While the Obama transition team has been working closely with the Bush administration to ensure an orderly transfer of power, the Obama family has been working hard on a transition of their own that began with an emotional election night in Chicago.
Steve Kroft: When was the first moment that it began to sink in that you were President of the United States? Do you remember?
Mr. Obama: Well, I'm not sure it's sunk in yet.
Michelle Obama: I guess I'm sort of like him. I'm not sure if it has really sunk in. But I remember, we were watching the returns and, on one of the stations, Barack's picture came up and it said, 'President-Elect Barack Obama. ' And I looked at him and I said, 'You are the 44th President of the United States of America. Wow. What a country we live in.'
Mr. Obama: How about that?
Michelle Obama: Yeah.
Mr. Obama: Yeah. Yeah. And then she said 'Are you gonna take the girls to school in the morning?'
Michelle Obama: I did not. I didn't say that.
Mr. Obama: It wasn't at that moment.
Kroft: You made the address in Grant Park. And you brought the kids out. And, at some point you whispered something. Can you remember that?
Michelle Obama: I said, 'Wow, Look at this.'
Mr. Obama: How 'bout that?
Michelle Obama: I told him, 'Good job. Well done.' To walk out there and see hundreds of thousands of hard working folks, because so many people put their energy and their hopes into this campaign. To see the outcome and the emotion, it was a very emotional evening because I think people were ready to take hold of this country and help move it in a different direction and you felt that.
Kroft: The emotion of that night was fueled, in part, by the fact that you were first African-American ever elected. Did you feel that?
Mr. Obama: There's no doubt that there was a sense of emotion that I could see in people's faces and in my mother-in-law's face. You know, I mean, you think about Michelle's mom, who grew up on the west and south sides of Chicago, who worked so hard to help Michelle get to where she is, her brother to be successful. She was sitting next to me, actually, as we were watching returns. And she's like my grandmother was, sort of a no-fuss type of person. And suddenly she just kind of reached out and she started holding my hand, you know, kind of squeezing it. And you had this sense of, 'Well, what's she thinking?' For a black woman who grew up in the 50s, you know, in a segregated Chicago, to watch her daughter become first lady of the United States. I think there was that sense across the country. And not unique to African-Americans. I think that.
Michelle Obama: That's right.
Mr. Obama: I think people felt that it was a sign of the enormous progress that we've made in the core decency and generosity of the American people. Which isn't to say that there were a number of reasons that somebody might not have voted for me. But what was absolutely clear was is that whether people voted for me or against me, that they were making the judgment based on is this guy gonna, you know, lead us well? Is this guy gonna be a good president? And that was my assumption walking in. And that's how it turned out. And that felt good.
Kroft: What was your conversation like the next morning at the breakfast table with the kids.

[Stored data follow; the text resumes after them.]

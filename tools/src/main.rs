//! fillscout-cli: headless demo runner for the survey platform.
//!
//! Seeds a deterministic respondent population, publishes a mix of public
//! and private surveys across the plan tiers, drives discovery and
//! submissions, and prints a summary.
//!
//! Usage:
//!   fillscout-cli --seed 42 --surveys 6 --fillers 40 --db demo.db

use anyhow::Result;
use chrono::NaiveDate;
use fillscout_core::{
    error::CoreError,
    platform::SurveyPlatform,
    profile::{RespondentProfile, StaticProfiles},
    reward,
    survey::{DemographicFilter, DraftFields, Plan, Question, QuestionKind, Visibility},
};
use log::info;
use rand::{Rng, SeedableRng};
use rand_pcg::Pcg64;
use std::env;

const GENDERS: &[&str] = &["male", "female"];
const CITIES: &[&str] = &["lahore", "karachi", "islamabad", "multan"];
const EDUCATIONS: &[&str] = &["matric", "intermediate", "bachelors", "masters"];
const PROFESSIONS: &[&str] = &["student", "engineer", "teacher", "doctor"];
const MARITAL: &[&str] = &["single", "married"];
const CATEGORIES: &[&str] = &["food", "technology", "health", "education"];

fn main() -> Result<()> {
    env_logger::init();

    let args: Vec<String> = env::args().collect();
    let seed = parse_arg(&args, "--seed", 42u64);
    let survey_count = parse_arg(&args, "--surveys", 6usize);
    let filler_count = parse_arg(&args, "--fillers", 40usize);
    let db = args
        .windows(2)
        .find(|w| w[0] == "--db")
        .map(|w| w[1].clone())
        .unwrap_or_else(|| ":memory:".to_string());

    let mut rng = Pcg64::seed_from_u64(seed);

    let filler_ids: Vec<String> = (0..filler_count).map(|i| format!("filler-{i:03}")).collect();
    let mut profiles = StaticProfiles::new();
    for id in &filler_ids {
        profiles.insert(id.clone(), random_profile(&mut rng));
    }

    let platform = SurveyPlatform::open(&db, Box::new(profiles))?;
    info!("platform opened at {db}, seed {seed}");

    // Creators publish a mix of public and private surveys across the tiers.
    let plans = [
        Plan::Basic,
        Plan::Standard,
        Plan::Premium,
        Plan::Custom { responses: 50 },
    ];
    let mut survey_ids = Vec::with_capacity(survey_count);
    for i in 0..survey_count {
        let creator = format!("creator-{:02}", i % 3);
        let private = rng.gen_bool(0.5);
        let fields = DraftFields {
            title: format!("Survey #{i}"),
            description: "Seeded demo survey".to_string(),
            category: pick(&mut rng, CATEGORIES),
            visibility: if private {
                Visibility::Private
            } else {
                Visibility::Public
            },
            filter: if private {
                Some(random_filter(&mut rng))
            } else {
                None
            },
            questions: vec![
                Question::text_only(QuestionKind::ShortText, "What stood out to you?"),
                Question::with_options(
                    QuestionKind::MultipleChoice,
                    "How often do you use this?",
                    vec!["daily".into(), "weekly".into(), "never".into()],
                ),
            ],
        };
        let draft = platform.create_survey(&creator, fields)?;
        let published = platform.publish_survey(&draft.survey_id, plans[i % plans.len()])?;
        survey_ids.push(published.survey_id);
    }

    // Fillers discover surveys and complete everything they are eligible for.
    let mut completed = 0u64;
    let mut skipped_ineligible = 0u64;
    let mut rejected_full = 0u64;
    for id in &filler_ids {
        for entry in platform.list_available(id)? {
            if !entry.eligible {
                skipped_ineligible += 1;
                continue;
            }
            let payload = serde_json::json!({ "answers": ["it works", "weekly"] });
            match platform.submit_response(&entry.survey.survey_id, id, payload) {
                Ok(_) => completed += 1,
                Err(CoreError::SurveyFull(_)) => rejected_full += 1,
                Err(e) => return Err(e.into()),
            }
        }
    }

    println!("seed {seed}: {survey_count} surveys, {filler_count} fillers");
    println!(
        "completions: {completed}  (ineligible skips: {skipped_ineligible}, capacity rejections: {rejected_full})"
    );
    for survey_id in &survey_ids {
        let s = platform.survey(survey_id)?;
        println!(
            "  {:<28} {:<7} {:>4}/{:<5} collected  unit {:>6.2}",
            s.title,
            s.visibility.as_str(),
            s.responses_collected,
            s.total_responses,
            reward::unit_reward(s.price, s.total_responses),
        );
    }

    let total_paid = filler_ids
        .iter()
        .try_fold(0.0f64, |acc, id| platform.wallet_balance(id).map(|b| acc + b))?;
    println!("total rewards credited: {total_paid:.2}");

    Ok(())
}

fn parse_arg<T: std::str::FromStr + Copy>(args: &[String], flag: &str, default: T) -> T {
    args.windows(2)
        .find(|w| w[0] == flag)
        .and_then(|w| w[1].parse().ok())
        .unwrap_or(default)
}

fn pick(rng: &mut Pcg64, choices: &[&str]) -> String {
    choices[rng.gen_range(0..choices.len())].to_string()
}

fn random_profile(rng: &mut Pcg64) -> RespondentProfile {
    let year = rng.gen_range(1965..=2007);
    let month = rng.gen_range(1..=12);
    let day = rng.gen_range(1..=28);
    RespondentProfile {
        gender: pick(rng, GENDERS),
        birth_date: NaiveDate::from_ymd_opt(year, month, day).expect("valid synthetic date"),
        marital_status: pick(rng, MARITAL),
        city: pick(rng, CITIES),
        education: pick(rng, EDUCATIONS),
        profession: pick(rng, PROFESSIONS),
        salary_band: "25k-50k".to_string(),
        interests: vec!["technology".to_string()],
    }
}

fn random_filter(rng: &mut Pcg64) -> DemographicFilter {
    let gender = if rng.gen_bool(0.6) {
        Some(pick(rng, GENDERS))
    } else {
        None
    };
    let age_range = rng.gen_bool(0.5).then(|| "18-45".to_string());
    let city = if rng.gen_bool(0.4) {
        Some(pick(rng, CITIES))
    } else {
        None
    };
    DemographicFilter {
        gender,
        age_range,
        city,
        ..Default::default()
    }
}
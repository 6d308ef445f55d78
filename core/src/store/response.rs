//! Response ledger queries — the atomic completion transaction lives here.

use super::{fmt_ts, parse_ts, Store};
use crate::{
    error::{CoreError, CoreResult},
    ledger::{PaymentStatus, ResponseRecord},
    reward,
    survey::SurveyStatus,
    types::SurveyId,
};
use chrono::Utc;
use rusqlite::{params, OptionalExtension, Row, Transaction, TransactionBehavior};
use uuid::Uuid;

impl Store {
    /// Record a completion as one atomic unit:
    ///   1. published-status gate on the survey row,
    ///   2. response insert — the unique index on (survey_id, respondent_id)
    ///      turns a racing duplicate into DuplicateCompletion, no pre-read,
    ///   3. capacity check and counter increment as ONE conditional UPDATE,
    ///   4. wallet credit via upsert.
    /// Any gate failure rolls the whole transaction back; counters, the
    /// response set, and the wallet are never observed out of step.
    pub fn record_completion(
        &self,
        survey_id: &str,
        respondent_id: &str,
        payload: &serde_json::Value,
    ) -> CoreResult<ResponseRecord> {
        let now = Utc::now();
        let tx = Transaction::new_unchecked(&self.conn, TransactionBehavior::Immediate)?;

        let frozen = tx
            .query_row(
                "SELECT status, price, total_responses FROM survey WHERE survey_id = ?1",
                params![survey_id],
                |row| {
                    Ok((
                        row.get::<_, String>(0)?,
                        row.get::<_, f64>(1)?,
                        row.get::<_, i64>(2)?,
                    ))
                },
            )
            .optional()?;
        let (status, price, total_responses) = frozen.ok_or_else(|| CoreError::NotFound {
            kind: "survey",
            id: survey_id.to_string(),
        })?;
        if SurveyStatus::parse(&status)? != SurveyStatus::Published {
            return Err(CoreError::SurveyNotAcceptingResponses(survey_id.to_string()));
        }

        let record = ResponseRecord {
            response_id: Uuid::new_v4().to_string(),
            survey_id: survey_id.to_string(),
            respondent_id: respondent_id.to_string(),
            payload: payload.clone(),
            reward: reward::unit_reward(price, total_responses as u32),
            payment_status: PaymentStatus::Paid,
            completed_at: now,
        };

        let inserted = tx.execute(
            "INSERT INTO response (
                response_id, survey_id, respondent_id, payload, reward,
                payment_status, completed_at
             ) VALUES (?1, ?2, ?3, ?4, ?5, ?6, ?7)",
            params![
                &record.response_id,
                survey_id,
                respondent_id,
                serde_json::to_string(payload)?,
                record.reward,
                record.payment_status.as_str(),
                fmt_ts(now),
            ],
        );
        if let Err(e) = inserted {
            if is_unique_violation(&e) {
                return Err(CoreError::DuplicateCompletion {
                    survey_id: survey_id.to_string(),
                    respondent_id: respondent_id.to_string(),
                });
            }
            return Err(e.into());
        }

        let bumped = tx.execute(
            "UPDATE survey SET responses_collected = responses_collected + 1, updated_at = ?2
             WHERE survey_id = ?1 AND responses_collected < total_responses",
            params![survey_id, fmt_ts(now)],
        )?;
        if bumped == 0 {
            // Rolls back the response insert above.
            return Err(CoreError::SurveyFull(survey_id.to_string()));
        }

        tx.execute(
            "INSERT INTO wallet (owner_id, balance) VALUES (?1, ?2)
             ON CONFLICT(owner_id) DO UPDATE SET balance = balance + excluded.balance",
            params![respondent_id, record.reward],
        )?;

        tx.commit()?;
        Ok(record)
    }

    pub fn get_response(
        &self,
        survey_id: &str,
        respondent_id: &str,
    ) -> CoreResult<Option<ResponseRecord>> {
        let raw = self
            .conn
            .query_row(
                &format!(
                    "SELECT {RESPONSE_COLUMNS} FROM response
                     WHERE survey_id = ?1 AND respondent_id = ?2"
                ),
                params![survey_id, respondent_id],
                raw_response_mapper,
            )
            .optional()?;
        raw.map(response_from_raw).transpose()
    }

    /// All responses for a survey, oldest first.
    pub fn responses_for_survey(&self, survey_id: &str) -> CoreResult<Vec<ResponseRecord>> {
        let mut stmt = self.conn.prepare(&format!(
            "SELECT {RESPONSE_COLUMNS} FROM response
             WHERE survey_id = ?1
             ORDER BY completed_at ASC, rowid ASC"
        ))?;
        let raws = stmt
            .query_map(params![survey_id], raw_response_mapper)?
            .collect::<Result<Vec<_>, _>>()?;
        raws.into_iter().map(response_from_raw).collect()
    }

    pub fn completed_survey_ids(&self, respondent_id: &str) -> CoreResult<Vec<SurveyId>> {
        let mut stmt = self
            .conn
            .prepare("SELECT survey_id FROM response WHERE respondent_id = ?1")?;
        let ids = stmt
            .query_map(params![respondent_id], |row| row.get(0))?
            .collect::<Result<Vec<_>, _>>()?;
        Ok(ids)
    }

    pub fn response_count(&self, survey_id: &str) -> CoreResult<i64> {
        self.conn
            .query_row(
                "SELECT COUNT(*) FROM response WHERE survey_id = ?1",
                params![survey_id],
                |row| row.get(0),
            )
            .map_err(Into::into)
    }

    /// Sum of frozen reward amounts issued for a survey.
    pub fn total_rewards_for_survey(&self, survey_id: &str) -> CoreResult<f64> {
        self.conn
            .query_row(
                "SELECT COALESCE(SUM(reward), 0.0) FROM response WHERE survey_id = ?1",
                params![survey_id],
                |row| row.get(0),
            )
            .map_err(Into::into)
    }
}

fn is_unique_violation(e: &rusqlite::Error) -> bool {
    matches!(
        e,
        rusqlite::Error::SqliteFailure(err, _)
            if err.code == rusqlite::ErrorCode::ConstraintViolation
    )
}

// ── Row mapping ────────────────────────────────────────────────

const RESPONSE_COLUMNS: &str =
    "response_id, survey_id, respondent_id, payload, reward, payment_status, completed_at";

struct RawResponse {
    response_id: String,
    survey_id: String,
    respondent_id: String,
    payload: String,
    reward: f64,
    payment_status: String,
    completed_at: String,
}

fn raw_response_mapper(row: &Row<'_>) -> rusqlite::Result<RawResponse> {
    Ok(RawResponse {
        response_id: row.get(0)?,
        survey_id: row.get(1)?,
        respondent_id: row.get(2)?,
        payload: row.get(3)?,
        reward: row.get(4)?,
        payment_status: row.get(5)?,
        completed_at: row.get(6)?,
    })
}

fn response_from_raw(raw: RawResponse) -> CoreResult<ResponseRecord> {
    Ok(ResponseRecord {
        response_id: raw.response_id,
        survey_id: raw.survey_id,
        respondent_id: raw.respondent_id,
        payload: serde_json::from_str(&raw.payload)?,
        reward: raw.reward,
        payment_status: PaymentStatus::parse(&raw.payment_status)?,
        completed_at: parse_ts(&raw.completed_at)?,
    })
}
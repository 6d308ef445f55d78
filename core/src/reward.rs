//! Reward calculator — per-response payout from a survey's frozen budget.
//!
//! Pure arithmetic on the (price, response target) pair captured at publish
//! time. Never fed from a possibly-mutated survey later.

/// Tolerated per-response rounding drift when summing payouts against a
/// survey's total price.
pub const ROUNDING_EPSILON: f64 = 0.005;

/// Per-response payout: price split evenly across the response target,
/// rounded half-up to two decimal places.
pub fn unit_reward(price: f64, total_responses: u32) -> f64 {
    round_half_up(price / f64::from(total_responses.max(1)))
}

fn round_half_up(amount: f64) -> f64 {
    (amount * 100.0 + 0.5).floor() / 100.0
}
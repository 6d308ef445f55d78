use fillscout_core::{reward, survey::Plan};

#[test]
fn catalog_tiers_produce_the_documented_unit_rewards() {
    let (price, total) = Plan::Basic.resolve().unwrap();
    assert_eq!(reward::unit_reward(price, total), 3.00);

    let (price, total) = Plan::Standard.resolve().unwrap();
    assert_eq!(reward::unit_reward(price, total), 2.50);

    let (price, total) = Plan::Premium.resolve().unwrap();
    assert_eq!(reward::unit_reward(price, total), 2.00);

    // custom: responses 500 → price 1000, unit 2.00
    let (price, total) = Plan::Custom { responses: 500 }.resolve().unwrap();
    assert_eq!(price, 1000.0);
    assert_eq!(reward::unit_reward(price, total), 2.00);
}

#[test]
fn rounds_to_two_decimals_half_up() {
    // 100 / 3 = 33.333…
    assert_eq!(reward::unit_reward(100.0, 3), 33.33);
    // 1 / 8 = 0.125, half-up lands on 0.13
    assert_eq!(reward::unit_reward(1.0, 8), 0.13);
    // 2 / 3 = 0.666…
    assert_eq!(reward::unit_reward(2.0, 3), 0.67);
}

#[test]
fn zero_response_target_is_guarded() {
    // max(total, 1) — never divides by zero
    assert_eq!(reward::unit_reward(300.0, 0), 300.00);
}

#[test]
fn payout_sum_stays_within_epsilon_of_price() {
    for total in [7u32, 33, 100, 999] {
        let price = 250.0;
        let unit = reward::unit_reward(price, total);
        let paid = unit * f64::from(total);
        assert!(
            paid <= price + f64::from(total) * reward::ROUNDING_EPSILON,
            "total {total}: paid {paid} exceeds price {price} beyond epsilon"
        );
    }
}
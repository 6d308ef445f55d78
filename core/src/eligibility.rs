//! Eligibility resolver — which published surveys can a respondent complete
//! right now.
//!
//! Strictly read-only: composes lifecycle snapshots, the filter matcher, and
//! the ledger's completion set without touching any counter.

use crate::{
    error::CoreResult,
    ledger, matcher,
    profile::RespondentProfile,
    reward,
    store::Store,
    survey::{Survey, Visibility},
};
use serde::Serialize;

/// Why a published survey is not completable by this respondent. Already
/// having answered is distinct from failing the demographic filter.
#[derive(Debug, Clone, Copy, PartialEq, Eq, Serialize)]
#[serde(rename_all = "SCREAMING_SNAKE_CASE")]
pub enum IneligibilityReason {
    NotEligible,
    AlreadyCompleted,
}

#[derive(Debug, Clone, Serialize)]
pub struct AvailableSurvey {
    pub survey: Survey,
    /// Per-response payout, attached for display. Computing it has no side
    /// effects.
    pub unit_reward: f64,
    pub eligible: bool,
    #[serde(skip_serializing_if = "Option::is_none")]
    pub reason: Option<IneligibilityReason>,
}

/// All published surveys partitioned by eligibility for one respondent,
/// newest first. A missing profile degrades private surveys to ineligible
/// instead of failing the whole listing.
pub fn list_available(
    store: &Store,
    respondent_id: &str,
    profile: Option<&RespondentProfile>,
) -> CoreResult<Vec<AvailableSurvey>> {
    let published = store.published_surveys()?;
    let completed = ledger::completed_survey_ids(store, respondent_id)?;

    let mut listing = Vec::with_capacity(published.len());
    for survey in published {
        let unit_reward = reward::unit_reward(survey.price, survey.total_responses);
        let (eligible, reason) = if completed.contains(&survey.survey_id) {
            (false, Some(IneligibilityReason::AlreadyCompleted))
        } else {
            let matched = match profile {
                Some(p) => matcher::survey_matches(&survey, p),
                None => survey.visibility == Visibility::Public,
            };
            if matched {
                (true, None)
            } else {
                (false, Some(IneligibilityReason::NotEligible))
            }
        };
        listing.push(AvailableSurvey {
            survey,
            unit_reward,
            eligible,
            reason,
        });
    }
    Ok(listing)
}
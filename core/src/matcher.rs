//! Demographic filter matcher — does a respondent profile satisfy a survey's
//! targeting filter?
//!
//! Specified fields compare case-insensitively and whitespace-trimmed; unset
//! fields never block a match. A malformed age range fails OPEN: the one
//! constraint is ignored rather than hiding the survey from every respondent.
//!
//! Salary band and interest tags are collected by the filter structure but
//! not evaluated here. That asymmetry is intentional pending a product
//! decision on completing the rollout — do not "fix" it silently.

use crate::{
    profile::RespondentProfile,
    survey::{DemographicFilter, Survey, Visibility},
};
use log::debug;

/// Filter check in survey context: public surveys match every profile, and a
/// survey with no filter at all constrains nothing.
pub fn survey_matches(survey: &Survey, profile: &RespondentProfile) -> bool {
    if survey.visibility == Visibility::Public {
        return true;
    }
    match &survey.filter {
        None => true,
        Some(filter) => matches(profile, filter),
    }
}

/// Does `profile` satisfy every constraint `filter` specifies?
pub fn matches(profile: &RespondentProfile, filter: &DemographicFilter) -> bool {
    if filter.is_empty() {
        return true;
    }

    if !field_matches(filter.gender.as_deref(), &profile.gender)
        || !field_matches(filter.marital_status.as_deref(), &profile.marital_status)
        || !field_matches(filter.city.as_deref(), &profile.city)
        || !field_matches(filter.education.as_deref(), &profile.education)
        || !field_matches(filter.profession.as_deref(), &profile.profession)
    {
        return false;
    }

    if let Some(raw) = filter.age_range.as_deref() {
        match parse_age_range(raw) {
            Some((min, max)) => {
                let age = profile.age();
                if age < min || age > max {
                    return false;
                }
            }
            None => {
                debug!("ignoring malformed age range filter {raw:?}");
            }
        }
    }

    true
}

fn field_matches(wanted: Option<&str>, actual: &str) -> bool {
    match wanted {
        None => true,
        Some(w) => norm(w) == norm(actual),
    }
}

fn norm(s: &str) -> String {
    s.trim().to_lowercase()
}

/// Parse an inclusive "min-max" age range. Returns None on malformed input
/// (missing separator, non-numeric bounds, inverted range).
pub fn parse_age_range(raw: &str) -> Option<(u32, u32)> {
    let (lo, hi) = raw.split_once('-')?;
    let min = lo.trim().parse::<u32>().ok()?;
    let max = hi.trim().parse::<u32>().ok()?;
    (min <= max).then_some((min, max))
}
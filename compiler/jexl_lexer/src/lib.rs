//! Tokenizer for the jexl expression language.
//!
//! [`tokenize`] turns source text into a flat token stream ending with
//! [`TokenKind::Eof`]. It never fails: characters it cannot make sense of
//! become [`TokenKind::Error`] tokens, which the parser reports as syntax
//! errors at the right span.
//!
//! The lexer does not backtrack. Grammar ambiguities (lambda parameter
//! lists versus parenthesized expressions) are resolved by the parser with
//! lookahead over tokens.

mod cursor;
mod keywords;
mod scanner;

use jexl_ir::{Token, TokenKind};

/// Tokenize `source`. The last token is always `Eof`.
pub fn tokenize(source: &str) -> Vec<Token> {
    let mut scanner = scanner::Scanner::new(source);
    let mut tokens = Vec::with_capacity(source.len() / 3 + 1);
    loop {
        let token = scanner.next_token();
        let done = token.kind == TokenKind::Eof;
        tokens.push(token);
        if done {
            return tokens;
        }
    }
}

/// The first error token in `tokens`, if any.
pub fn first_error(tokens: &[Token]) -> Option<&Token> {
    tokens
        .iter()
        .find(|t| matches!(t.kind, TokenKind::Error(_)))
}

#[cfg(test)]
mod tests;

Michelle Obama: Yeah, everyone was tired.
Mr. Obama: Because they had been up until midnight.
Michelle Obama: They had been up. But we got up and went to school. But we went to school late. Barack, you slept in. You know, so I think we were just back into the routine. Our hopes are to just to keep the girls moving. It's like okay , Daddy's president-elect, okay, we can get to school by 10. And we got to the school and the folks at the school were excited. Some people were cheering as I walked the kids to the class. And I remember Malia saying, 'That's embarrassing.' But you know, it was a pretty normal day for us.